* _Assignment_
Find and copy each line of the data that includes "title".

* _Supplied records_
▬▬▬▬▬▬▬▬▬▬

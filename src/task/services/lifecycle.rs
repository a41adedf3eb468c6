//! Service layer for posting, claiming, submitting, approving and disputing
//! bounty tasks.

use crate::task::{
    domain::{
        AccountId, NewTask, ProofUri, RewardAmount, StatusFilter, Task, TaskDomainError, TaskId,
        TaskPostingPolicy, TaskQuery, TaskSort, TaskStatus,
    },
    ports::{SettlementError, SettlementGateway, TaskRepository, TaskRepositoryError},
};
use mockable::Clock;
use std::sync::Arc;
use thiserror::Error;
use tracing::{error, info, warn};

use super::in_flight::InFlightApprovals;

/// Request payload for posting a task.
#[derive(Debug, Clone, PartialEq)]
pub struct CreateTaskRequest {
    creator: String,
    title: String,
    description: String,
    reward_major_units: f64,
    duration_days: u32,
}

impl CreateTaskRequest {
    /// Creates a request. The reward is given in major currency units.
    #[must_use]
    pub fn new(
        creator: impl Into<String>,
        title: impl Into<String>,
        description: impl Into<String>,
        reward_major_units: f64,
        duration_days: u32,
    ) -> Self {
        Self {
            creator: creator.into(),
            title: title.into(),
            description: description.into(),
            reward_major_units,
            duration_days,
        }
    }
}

/// Participation counts for one account.
#[derive(Debug, Clone, Copy, Default, PartialEq, Eq)]
pub struct AccountSummary {
    /// Tasks posted by the account.
    pub created: usize,
    /// Tasks the account has claimed, in any later status.
    pub claimed: usize,
    /// Tasks the account claimed that have been paid out.
    pub completed: usize,
}

/// Error categories surfaced to callers.
#[derive(Debug, Clone, Copy, PartialEq, Eq)]
pub enum TaskErrorKind {
    /// Input shape or range was rejected.
    ValidationFailed,
    /// The task does not exist.
    NotFound,
    /// The actor has no standing for the action.
    NotAuthorized,
    /// The action is not legal from the task's status.
    InvalidTransition,
    /// An approval for the task is already running.
    OperationInProgress,
    /// The value transfer failed.
    SettlementFailed,
    /// Storage failed or holds inconsistent data.
    Persistence,
}

/// Service-level errors for task lifecycle operations.
#[derive(Debug, Error)]
pub enum TaskLifecycleError {
    /// Domain validation or transition rule failed.
    #[error(transparent)]
    Domain(#[from] TaskDomainError),
    /// Repository operation failed.
    #[error(transparent)]
    Repository(TaskRepositoryError),
    /// The settlement gateway did not confirm the transfer.
    #[error(transparent)]
    Settlement(#[from] SettlementError),
    /// Another approval of the same task is in progress.
    #[error("an approval for task {0} is already in progress")]
    OperationInProgress(TaskId),
}

impl From<TaskRepositoryError> for TaskLifecycleError {
    fn from(err: TaskRepositoryError) -> Self {
        match err {
            TaskRepositoryError::Rejected(domain) => Self::Domain(domain),
            other => Self::Repository(other),
        }
    }
}

impl TaskLifecycleError {
    /// Classifies the error for presentation.
    #[must_use]
    pub const fn kind(&self) -> TaskErrorKind {
        match self {
            Self::Domain(TaskDomainError::NotAuthorized { .. }) => TaskErrorKind::NotAuthorized,
            Self::Domain(TaskDomainError::InvalidTransition { .. }) => {
                TaskErrorKind::InvalidTransition
            }
            Self::Domain(TaskDomainError::CorruptRecord { .. })
            | Self::Repository(
                TaskRepositoryError::Persistence(_)
                | TaskRepositoryError::DuplicateTask(_)
                | TaskRepositoryError::Rejected(_),
            ) => TaskErrorKind::Persistence,
            Self::Domain(_) => TaskErrorKind::ValidationFailed,
            Self::Repository(TaskRepositoryError::NotFound(_)) => TaskErrorKind::NotFound,
            Self::Settlement(_) => TaskErrorKind::SettlementFailed,
            Self::OperationInProgress(_) => TaskErrorKind::OperationInProgress,
        }
    }
}

/// Result type for task lifecycle service operations.
pub type TaskLifecycleResult<T> = Result<T, TaskLifecycleError>;

/// Task lifecycle orchestration service.
///
/// Applies the bounty state machine to tasks held by the repository. The
/// only externally visible side effect is the settlement transfer on
/// approval, which always completes before the task is marked completed.
pub struct TaskLifecycleService<R, G, C>
where
    R: TaskRepository,
    G: SettlementGateway,
    C: Clock + Send + Sync + 'static,
{
    repository: Arc<R>,
    gateway: Arc<G>,
    clock: Arc<C>,
    policy: TaskPostingPolicy,
    approvals: InFlightApprovals,
}

impl<R, G, C> Clone for TaskLifecycleService<R, G, C>
where
    R: TaskRepository,
    G: SettlementGateway,
    C: Clock + Send + Sync + 'static,
{
    fn clone(&self) -> Self {
        Self {
            repository: Arc::clone(&self.repository),
            gateway: Arc::clone(&self.gateway),
            clock: Arc::clone(&self.clock),
            policy: self.policy.clone(),
            approvals: self.approvals.clone(),
        }
    }
}

impl<R, G, C> TaskLifecycleService<R, G, C>
where
    R: TaskRepository,
    G: SettlementGateway,
    C: Clock + Send + Sync + 'static,
{
    /// Creates a service with the default posting policy.
    #[must_use]
    pub fn new(repository: Arc<R>, gateway: Arc<G>, clock: Arc<C>) -> Self {
        Self {
            repository,
            gateway,
            clock,
            policy: TaskPostingPolicy::default(),
            approvals: InFlightApprovals::new(),
        }
    }

    /// Replaces the posting policy.
    #[must_use]
    pub fn with_policy(mut self, policy: TaskPostingPolicy) -> Self {
        self.policy = policy;
        self
    }

    /// Returns the active posting policy.
    #[must_use]
    pub const fn policy(&self) -> &TaskPostingPolicy {
        &self.policy
    }

    /// Posts a new open task.
    ///
    /// # Errors
    ///
    /// Returns [`TaskLifecycleError::Domain`] when validation fails or
    /// [`TaskLifecycleError::Repository`] when the task cannot be stored.
    pub async fn create_task(&self, request: CreateTaskRequest) -> TaskLifecycleResult<Task> {
        let creator = AccountId::new(request.creator)?;
        let reward = RewardAmount::from_major(request.reward_major_units)?;
        let task = Task::post(
            NewTask {
                creator,
                title: request.title,
                description: request.description,
                reward,
                duration_days: request.duration_days,
            },
            &self.policy,
            &*self.clock,
        )?;
        self.repository.add(&task).await?;
        info!(
            task_id = %task.id(),
            creator = %task.creator(),
            reward = %task.reward(),
            deadline = %task.deadline(),
            "Task posted"
        );
        Ok(task)
    }

    /// Returns the task with the given identifier.
    ///
    /// # Errors
    ///
    /// Returns [`TaskRepositoryError::NotFound`] (wrapped) when the task does
    /// not exist.
    pub async fn find_task(&self, task_id: TaskId) -> TaskLifecycleResult<Task> {
        self.repository
            .find_by_id(task_id)
            .await?
            .ok_or(TaskLifecycleError::Repository(TaskRepositoryError::NotFound(task_id)))
    }

    /// Claims an open task for `actor`.
    ///
    /// # Errors
    ///
    /// Returns a not-found, not-authorized (creator claiming their own task)
    /// or invalid-transition error.
    pub async fn claim_task(&self, task_id: TaskId, actor: &AccountId) -> TaskLifecycleResult<Task> {
        let clock = Arc::clone(&self.clock);
        let claimant = actor.clone();
        let task = self
            .repository
            .update(
                task_id,
                Box::new(move |task: &mut Task| task.claim(&claimant, &*clock)),
            )
            .await?;
        info!(task_id = %task_id, claimant = %actor, status = %task.status(), "Task claimed");
        Ok(task)
    }

    /// Records proof of completion from the claimant.
    ///
    /// # Errors
    ///
    /// Returns a validation error for an empty URI, or a not-found,
    /// not-authorized or invalid-transition error.
    pub async fn submit_proof(
        &self,
        task_id: TaskId,
        actor: &AccountId,
        proof_uri: impl Into<String>,
    ) -> TaskLifecycleResult<Task> {
        let proof = ProofUri::new(proof_uri)?;
        let clock = Arc::clone(&self.clock);
        let claimant = actor.clone();
        let task = self
            .repository
            .update(
                task_id,
                Box::new(move |task: &mut Task| task.submit_proof(&claimant, proof, &*clock)),
            )
            .await?;
        info!(
            task_id = %task_id,
            claimant = %actor,
            proof_uri = task.submission_uri().map(ProofUri::as_str).unwrap_or_default(),
            "Proof submitted"
        );
        Ok(task)
    }

    /// Approves a submitted task and releases the reward to the claimant.
    ///
    /// The settlement transfer is awaited first; the task is marked completed
    /// only after the gateway confirms it. A failed transfer leaves the task
    /// submitted so the approval can be retried. Approvals of the same task
    /// never overlap.
    ///
    /// # Errors
    ///
    /// Returns [`TaskLifecycleError::OperationInProgress`] while another
    /// approval of the task is running, [`TaskLifecycleError::Settlement`]
    /// when the transfer fails, or a not-found, not-authorized or
    /// invalid-transition error.
    pub async fn approve_task(
        &self,
        task_id: TaskId,
        actor: &AccountId,
    ) -> TaskLifecycleResult<Task> {
        let Some(_guard) = self.approvals.try_begin(task_id) else {
            warn!(task_id = %task_id, actor = %actor, "Approval already in progress");
            return Err(TaskLifecycleError::OperationInProgress(task_id));
        };

        let terms = self.find_task(task_id).await?.settlement_terms(actor)?;
        info!(
            task_id = %task_id,
            payer = %terms.payer,
            payee = %terms.payee,
            amount = %terms.amount,
            "Releasing reward"
        );

        let transaction_id = match self
            .gateway
            .transfer(&terms.payer, &terms.payee, terms.amount)
            .await
        {
            Ok(transaction_id) => transaction_id,
            Err(err) => {
                warn!(task_id = %task_id, error = %err, "Settlement failed; task stays submitted");
                return Err(err.into());
            }
        };

        let clock = Arc::clone(&self.clock);
        let approver = actor.clone();
        let tx_id = transaction_id.clone();
        let result = self
            .repository
            .update(
                task_id,
                Box::new(move |task: &mut Task| task.complete(&approver, tx_id, &*clock)),
            )
            .await;

        match result {
            Ok(task) => {
                info!(task_id = %task_id, tx_id = %transaction_id, "Task completed");
                Ok(task)
            }
            Err(err) => {
                error!(
                    task_id = %task_id,
                    tx_id = %transaction_id,
                    error = %err,
                    "Settlement confirmed but completion was not recorded"
                );
                Err(err.into())
            }
        }
    }

    /// Moves a task into dispute.
    ///
    /// # Errors
    ///
    /// Returns [`TaskLifecycleError::OperationInProgress`] while an approval
    /// of the task is settling, or a not-found, not-authorized or invalid-transition
    /// error.
    pub async fn dispute_task(
        &self,
        task_id: TaskId,
        actor: &AccountId,
    ) -> TaskLifecycleResult<Task> {
        // Held until the dispute commits so no approval can start settling.
        let Some(_guard) = self.approvals.try_begin(task_id) else {
            warn!(task_id = %task_id, actor = %actor, "Dispute blocked by pending approval");
            return Err(TaskLifecycleError::OperationInProgress(task_id));
        };
        let clock = Arc::clone(&self.clock);
        let disputant = actor.clone();
        let task = self
            .repository
            .update(
                task_id,
                Box::new(move |task: &mut Task| task.dispute(&disputant, &*clock)),
            )
            .await?;
        info!(task_id = %task_id, actor = %actor, "Task disputed");
        Ok(task)
    }

    /// Lists tasks matching `filter`, ordered by `sort`.
    ///
    /// # Errors
    ///
    /// Returns [`TaskLifecycleError::Repository`] when the listing fails.
    pub async fn query_tasks(
        &self,
        filter: StatusFilter,
        sort: TaskSort,
    ) -> TaskLifecycleResult<Vec<Task>> {
        Ok(self.repository.query(TaskQuery::new(filter, sort)).await?)
    }

    /// Lists tasks posted by `account` in posting order.
    ///
    /// # Errors
    ///
    /// Returns [`TaskLifecycleError::Repository`] when the lookup fails.
    pub async fn tasks_created_by(&self, account: &AccountId) -> TaskLifecycleResult<Vec<Task>> {
        let tasks = self.repository.find_by_participant(account).await?;
        Ok(tasks
            .into_iter()
            .filter(|task| task.creator() == account)
            .collect())
    }

    /// Summarises the participation of `account`.
    ///
    /// # Errors
    ///
    /// Returns [`TaskLifecycleError::Repository`] when the lookup fails.
    pub async fn account_summary(&self, account: &AccountId) -> TaskLifecycleResult<AccountSummary> {
        let tasks = self.repository.find_by_participant(account).await?;
        Ok(tasks.iter().fold(AccountSummary::default(), |mut summary, task| {
            if task.creator() == account {
                summary.created += 1;
            }
            if task.claimant() == Some(account) {
                summary.claimed += 1;
                if task.status() == TaskStatus::Completed {
                    summary.completed += 1;
                }
            }
            summary
        }))
    }
}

▬▬▬▬▬▬▬▬▬▬

* _Your solution_
    title: String,
        title: impl Into<String>,
            title: title.into(),
                title: request.title,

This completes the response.